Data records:
---------------
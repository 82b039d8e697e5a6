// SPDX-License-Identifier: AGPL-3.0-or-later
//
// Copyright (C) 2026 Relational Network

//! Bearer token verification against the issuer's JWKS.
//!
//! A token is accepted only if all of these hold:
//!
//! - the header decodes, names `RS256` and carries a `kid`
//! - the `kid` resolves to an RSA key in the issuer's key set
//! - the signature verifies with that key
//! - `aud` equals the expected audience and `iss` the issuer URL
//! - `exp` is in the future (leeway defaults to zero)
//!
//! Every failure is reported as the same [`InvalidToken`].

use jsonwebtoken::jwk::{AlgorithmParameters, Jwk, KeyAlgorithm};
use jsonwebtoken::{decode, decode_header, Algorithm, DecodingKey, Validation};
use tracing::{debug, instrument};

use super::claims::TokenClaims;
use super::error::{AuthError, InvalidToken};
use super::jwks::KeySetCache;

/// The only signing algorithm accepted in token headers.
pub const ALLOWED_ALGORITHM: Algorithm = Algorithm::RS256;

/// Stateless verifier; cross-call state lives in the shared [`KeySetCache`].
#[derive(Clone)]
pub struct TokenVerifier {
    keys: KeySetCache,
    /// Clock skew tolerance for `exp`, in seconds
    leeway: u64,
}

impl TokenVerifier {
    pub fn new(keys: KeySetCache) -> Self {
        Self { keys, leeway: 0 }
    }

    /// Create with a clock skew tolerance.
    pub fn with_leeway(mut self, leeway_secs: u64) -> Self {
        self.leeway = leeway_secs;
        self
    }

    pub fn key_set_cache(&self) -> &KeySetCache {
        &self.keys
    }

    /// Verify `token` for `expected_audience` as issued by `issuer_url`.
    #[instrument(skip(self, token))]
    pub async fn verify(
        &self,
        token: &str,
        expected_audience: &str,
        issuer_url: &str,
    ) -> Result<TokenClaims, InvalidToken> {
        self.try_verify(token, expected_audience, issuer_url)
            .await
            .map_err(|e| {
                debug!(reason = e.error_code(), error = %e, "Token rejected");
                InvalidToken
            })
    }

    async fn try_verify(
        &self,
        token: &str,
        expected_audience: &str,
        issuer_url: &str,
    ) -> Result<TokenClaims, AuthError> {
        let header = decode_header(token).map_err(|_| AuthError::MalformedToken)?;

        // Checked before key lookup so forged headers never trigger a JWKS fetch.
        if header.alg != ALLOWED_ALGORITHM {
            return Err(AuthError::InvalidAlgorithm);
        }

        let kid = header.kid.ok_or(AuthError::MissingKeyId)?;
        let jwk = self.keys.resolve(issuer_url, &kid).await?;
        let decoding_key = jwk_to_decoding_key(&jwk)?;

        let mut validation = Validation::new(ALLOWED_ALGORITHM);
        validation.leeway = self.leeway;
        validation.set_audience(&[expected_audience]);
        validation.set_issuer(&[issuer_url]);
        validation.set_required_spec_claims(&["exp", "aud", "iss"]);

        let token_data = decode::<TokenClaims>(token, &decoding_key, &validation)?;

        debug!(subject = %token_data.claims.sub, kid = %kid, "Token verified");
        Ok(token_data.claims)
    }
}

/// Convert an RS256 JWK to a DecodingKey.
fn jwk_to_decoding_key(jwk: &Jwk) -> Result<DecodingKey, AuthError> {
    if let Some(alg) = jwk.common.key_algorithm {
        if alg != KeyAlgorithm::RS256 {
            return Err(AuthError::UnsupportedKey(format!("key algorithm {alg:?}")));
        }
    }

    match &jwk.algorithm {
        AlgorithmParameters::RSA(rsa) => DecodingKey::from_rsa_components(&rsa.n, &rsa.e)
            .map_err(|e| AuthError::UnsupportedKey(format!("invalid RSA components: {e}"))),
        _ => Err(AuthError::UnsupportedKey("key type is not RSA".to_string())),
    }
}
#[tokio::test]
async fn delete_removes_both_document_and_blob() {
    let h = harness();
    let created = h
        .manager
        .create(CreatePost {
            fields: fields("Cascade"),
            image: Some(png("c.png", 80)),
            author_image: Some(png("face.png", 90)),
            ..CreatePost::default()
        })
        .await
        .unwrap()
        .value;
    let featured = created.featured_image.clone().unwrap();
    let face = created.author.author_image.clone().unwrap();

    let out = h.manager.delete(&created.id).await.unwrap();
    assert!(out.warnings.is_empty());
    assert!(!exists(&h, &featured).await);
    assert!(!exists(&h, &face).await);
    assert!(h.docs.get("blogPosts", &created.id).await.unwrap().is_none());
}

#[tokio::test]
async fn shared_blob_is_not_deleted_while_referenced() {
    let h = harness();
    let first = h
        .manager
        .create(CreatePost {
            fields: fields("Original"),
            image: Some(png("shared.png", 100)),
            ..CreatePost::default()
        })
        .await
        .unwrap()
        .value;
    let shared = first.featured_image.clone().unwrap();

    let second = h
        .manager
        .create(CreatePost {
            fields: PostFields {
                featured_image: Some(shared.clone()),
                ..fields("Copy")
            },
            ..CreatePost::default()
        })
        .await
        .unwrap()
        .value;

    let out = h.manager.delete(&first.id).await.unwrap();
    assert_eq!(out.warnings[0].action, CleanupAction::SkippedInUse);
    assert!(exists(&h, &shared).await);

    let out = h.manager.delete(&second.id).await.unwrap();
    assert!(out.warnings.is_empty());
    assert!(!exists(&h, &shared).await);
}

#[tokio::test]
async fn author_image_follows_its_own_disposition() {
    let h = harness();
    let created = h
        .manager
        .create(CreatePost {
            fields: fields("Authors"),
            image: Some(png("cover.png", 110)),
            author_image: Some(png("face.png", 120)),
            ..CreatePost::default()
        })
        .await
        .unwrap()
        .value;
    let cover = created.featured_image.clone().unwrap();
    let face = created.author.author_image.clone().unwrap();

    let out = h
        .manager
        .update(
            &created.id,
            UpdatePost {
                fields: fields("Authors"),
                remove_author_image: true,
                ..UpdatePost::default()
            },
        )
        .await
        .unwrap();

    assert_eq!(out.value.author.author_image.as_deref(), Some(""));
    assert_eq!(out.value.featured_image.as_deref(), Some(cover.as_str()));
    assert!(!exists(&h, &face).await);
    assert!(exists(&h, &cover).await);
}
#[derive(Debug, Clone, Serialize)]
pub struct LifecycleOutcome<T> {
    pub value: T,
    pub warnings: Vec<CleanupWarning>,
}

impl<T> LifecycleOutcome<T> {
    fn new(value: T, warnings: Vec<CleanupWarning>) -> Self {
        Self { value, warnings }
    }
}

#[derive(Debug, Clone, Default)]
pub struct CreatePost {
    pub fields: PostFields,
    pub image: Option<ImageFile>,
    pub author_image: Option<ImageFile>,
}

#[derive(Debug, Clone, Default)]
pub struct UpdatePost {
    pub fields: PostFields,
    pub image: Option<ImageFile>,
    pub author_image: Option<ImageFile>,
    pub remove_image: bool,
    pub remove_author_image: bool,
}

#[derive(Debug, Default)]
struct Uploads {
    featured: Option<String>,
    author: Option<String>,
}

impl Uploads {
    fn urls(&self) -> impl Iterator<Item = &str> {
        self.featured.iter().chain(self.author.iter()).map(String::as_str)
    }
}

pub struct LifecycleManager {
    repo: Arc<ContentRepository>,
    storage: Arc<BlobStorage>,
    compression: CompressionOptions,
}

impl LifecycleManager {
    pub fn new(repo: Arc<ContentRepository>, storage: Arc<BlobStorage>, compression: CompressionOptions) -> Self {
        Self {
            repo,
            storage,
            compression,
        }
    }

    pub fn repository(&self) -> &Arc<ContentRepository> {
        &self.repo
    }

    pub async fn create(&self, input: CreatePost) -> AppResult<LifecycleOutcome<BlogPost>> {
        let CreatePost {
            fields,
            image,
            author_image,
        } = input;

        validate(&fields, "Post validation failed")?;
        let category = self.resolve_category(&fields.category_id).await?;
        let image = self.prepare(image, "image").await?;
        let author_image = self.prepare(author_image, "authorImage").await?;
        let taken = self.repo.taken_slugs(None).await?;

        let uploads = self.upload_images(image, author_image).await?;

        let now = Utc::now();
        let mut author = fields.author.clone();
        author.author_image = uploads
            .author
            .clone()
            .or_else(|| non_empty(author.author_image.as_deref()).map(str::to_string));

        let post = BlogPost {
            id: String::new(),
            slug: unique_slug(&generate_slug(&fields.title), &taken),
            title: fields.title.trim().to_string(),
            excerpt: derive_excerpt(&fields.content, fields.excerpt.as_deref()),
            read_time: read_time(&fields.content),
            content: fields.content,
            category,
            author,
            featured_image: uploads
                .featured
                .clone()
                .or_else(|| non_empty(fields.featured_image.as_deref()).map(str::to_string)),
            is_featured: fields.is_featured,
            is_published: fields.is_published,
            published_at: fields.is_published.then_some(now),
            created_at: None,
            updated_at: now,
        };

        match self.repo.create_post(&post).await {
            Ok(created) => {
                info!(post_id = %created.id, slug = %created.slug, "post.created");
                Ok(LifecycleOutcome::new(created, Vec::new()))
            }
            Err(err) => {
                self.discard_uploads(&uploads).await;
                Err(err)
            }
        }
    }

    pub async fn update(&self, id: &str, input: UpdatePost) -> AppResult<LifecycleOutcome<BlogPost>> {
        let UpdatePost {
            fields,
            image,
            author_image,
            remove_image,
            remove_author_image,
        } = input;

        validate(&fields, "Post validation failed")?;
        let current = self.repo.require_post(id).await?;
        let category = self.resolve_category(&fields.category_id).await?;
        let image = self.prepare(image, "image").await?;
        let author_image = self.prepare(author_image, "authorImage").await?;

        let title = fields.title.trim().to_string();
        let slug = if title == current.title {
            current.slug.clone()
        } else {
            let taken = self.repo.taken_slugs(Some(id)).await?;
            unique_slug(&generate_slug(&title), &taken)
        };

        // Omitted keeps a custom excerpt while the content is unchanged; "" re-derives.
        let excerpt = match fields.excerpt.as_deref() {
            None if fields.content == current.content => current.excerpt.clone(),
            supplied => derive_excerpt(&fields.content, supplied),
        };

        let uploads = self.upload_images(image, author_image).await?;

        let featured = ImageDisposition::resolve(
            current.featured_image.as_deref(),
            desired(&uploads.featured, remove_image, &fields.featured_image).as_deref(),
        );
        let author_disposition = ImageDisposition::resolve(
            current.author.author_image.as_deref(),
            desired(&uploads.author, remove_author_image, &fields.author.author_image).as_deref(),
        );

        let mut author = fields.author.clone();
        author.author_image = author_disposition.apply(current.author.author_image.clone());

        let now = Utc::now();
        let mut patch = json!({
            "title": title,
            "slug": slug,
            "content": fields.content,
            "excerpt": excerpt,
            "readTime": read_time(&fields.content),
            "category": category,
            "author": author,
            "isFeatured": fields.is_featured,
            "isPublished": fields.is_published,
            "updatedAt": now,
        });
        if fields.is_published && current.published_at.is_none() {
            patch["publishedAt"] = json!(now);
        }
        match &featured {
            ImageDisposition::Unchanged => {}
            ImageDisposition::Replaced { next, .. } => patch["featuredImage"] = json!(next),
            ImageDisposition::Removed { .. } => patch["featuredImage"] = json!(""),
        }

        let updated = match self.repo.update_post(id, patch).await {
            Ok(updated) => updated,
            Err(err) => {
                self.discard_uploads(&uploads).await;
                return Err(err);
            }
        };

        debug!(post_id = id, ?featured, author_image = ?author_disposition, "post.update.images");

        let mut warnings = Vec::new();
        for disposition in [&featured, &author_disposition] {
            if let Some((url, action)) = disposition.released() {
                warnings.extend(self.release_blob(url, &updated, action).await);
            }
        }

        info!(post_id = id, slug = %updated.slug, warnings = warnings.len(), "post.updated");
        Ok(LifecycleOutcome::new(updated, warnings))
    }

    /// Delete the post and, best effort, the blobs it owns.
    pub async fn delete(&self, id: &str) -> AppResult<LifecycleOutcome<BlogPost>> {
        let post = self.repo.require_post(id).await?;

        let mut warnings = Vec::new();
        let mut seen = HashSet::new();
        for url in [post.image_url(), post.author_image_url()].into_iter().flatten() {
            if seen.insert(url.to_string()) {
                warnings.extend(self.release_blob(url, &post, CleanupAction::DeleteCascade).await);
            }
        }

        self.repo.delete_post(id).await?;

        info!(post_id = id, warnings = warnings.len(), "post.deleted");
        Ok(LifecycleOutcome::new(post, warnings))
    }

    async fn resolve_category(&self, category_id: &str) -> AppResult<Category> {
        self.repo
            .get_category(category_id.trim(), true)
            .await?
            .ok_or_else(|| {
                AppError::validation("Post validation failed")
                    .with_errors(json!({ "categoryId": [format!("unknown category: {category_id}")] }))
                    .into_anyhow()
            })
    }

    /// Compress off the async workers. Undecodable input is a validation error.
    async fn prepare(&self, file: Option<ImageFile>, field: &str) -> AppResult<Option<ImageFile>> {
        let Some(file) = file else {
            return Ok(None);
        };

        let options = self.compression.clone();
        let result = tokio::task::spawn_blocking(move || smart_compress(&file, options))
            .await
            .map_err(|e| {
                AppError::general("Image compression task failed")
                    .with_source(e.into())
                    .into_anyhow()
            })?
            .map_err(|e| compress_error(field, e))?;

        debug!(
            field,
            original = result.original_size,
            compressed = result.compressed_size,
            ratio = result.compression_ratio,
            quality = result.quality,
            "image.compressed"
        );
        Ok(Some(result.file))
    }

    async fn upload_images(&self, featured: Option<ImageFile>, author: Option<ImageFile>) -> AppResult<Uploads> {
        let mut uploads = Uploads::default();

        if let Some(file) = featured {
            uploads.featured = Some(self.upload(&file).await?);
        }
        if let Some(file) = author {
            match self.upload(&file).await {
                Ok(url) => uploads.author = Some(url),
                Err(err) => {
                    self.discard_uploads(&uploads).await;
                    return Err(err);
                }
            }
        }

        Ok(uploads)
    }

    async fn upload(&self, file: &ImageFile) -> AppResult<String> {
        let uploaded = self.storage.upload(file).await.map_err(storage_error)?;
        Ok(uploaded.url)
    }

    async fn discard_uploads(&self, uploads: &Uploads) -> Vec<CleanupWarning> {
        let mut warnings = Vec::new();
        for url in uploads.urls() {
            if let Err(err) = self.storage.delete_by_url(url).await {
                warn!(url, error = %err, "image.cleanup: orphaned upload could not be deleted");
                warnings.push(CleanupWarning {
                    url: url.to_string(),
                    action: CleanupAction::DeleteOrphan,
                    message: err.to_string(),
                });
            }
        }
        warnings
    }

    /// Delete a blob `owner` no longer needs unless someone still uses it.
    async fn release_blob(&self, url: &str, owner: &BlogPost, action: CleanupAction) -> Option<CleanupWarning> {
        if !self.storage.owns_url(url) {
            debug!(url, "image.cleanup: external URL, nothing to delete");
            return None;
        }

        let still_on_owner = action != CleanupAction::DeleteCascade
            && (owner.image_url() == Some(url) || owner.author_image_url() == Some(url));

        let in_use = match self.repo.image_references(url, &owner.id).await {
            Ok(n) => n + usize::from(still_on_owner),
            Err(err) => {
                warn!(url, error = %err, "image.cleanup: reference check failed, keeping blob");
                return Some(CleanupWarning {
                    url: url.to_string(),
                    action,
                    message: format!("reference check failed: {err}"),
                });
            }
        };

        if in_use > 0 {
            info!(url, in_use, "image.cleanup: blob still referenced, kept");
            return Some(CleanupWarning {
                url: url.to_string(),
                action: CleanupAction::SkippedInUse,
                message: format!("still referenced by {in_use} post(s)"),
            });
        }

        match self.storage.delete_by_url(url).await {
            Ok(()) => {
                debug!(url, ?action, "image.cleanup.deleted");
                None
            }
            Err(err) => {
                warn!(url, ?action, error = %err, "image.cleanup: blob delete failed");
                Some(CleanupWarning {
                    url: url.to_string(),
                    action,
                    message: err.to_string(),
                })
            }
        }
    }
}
---------------
→ **WHAT IS NEEDED**:
The lines to copy run from the start of the records above through the line holding "use super::jwks::KeySetCache;"; give them exactly, both ends included, and nothing else.

→ **ANSWER BOX**:
repository 82b039d8e697e5a6
// SPDX-License-Identifier: AGPL-3.0-or-later
//
// Copyright (C) 2026 Relational Network

//! Bearer token verification against the issuer's JWKS.
//!
//! A token is accepted only if all of these hold:
//!
//! - the header decodes, names `RS256` and carries a `kid`
//! - the `kid` resolves to an RSA key in the issuer's key set
//! - the signature verifies with that key
//! - `aud` equals the expected audience and `iss` the issuer URL
//! - `exp` is in the future (leeway defaults to zero)
//!
//! Every failure is reported as the same [`InvalidToken`].

use jsonwebtoken::jwk::{AlgorithmParameters, Jwk, KeyAlgorithm};
use jsonwebtoken::{decode, decode_header, Algorithm, DecodingKey, Validation};
use tracing::{debug, instrument};

use super::claims::TokenClaims;
use super::error::{AuthError, InvalidToken};
use super::jwks::KeySetCache;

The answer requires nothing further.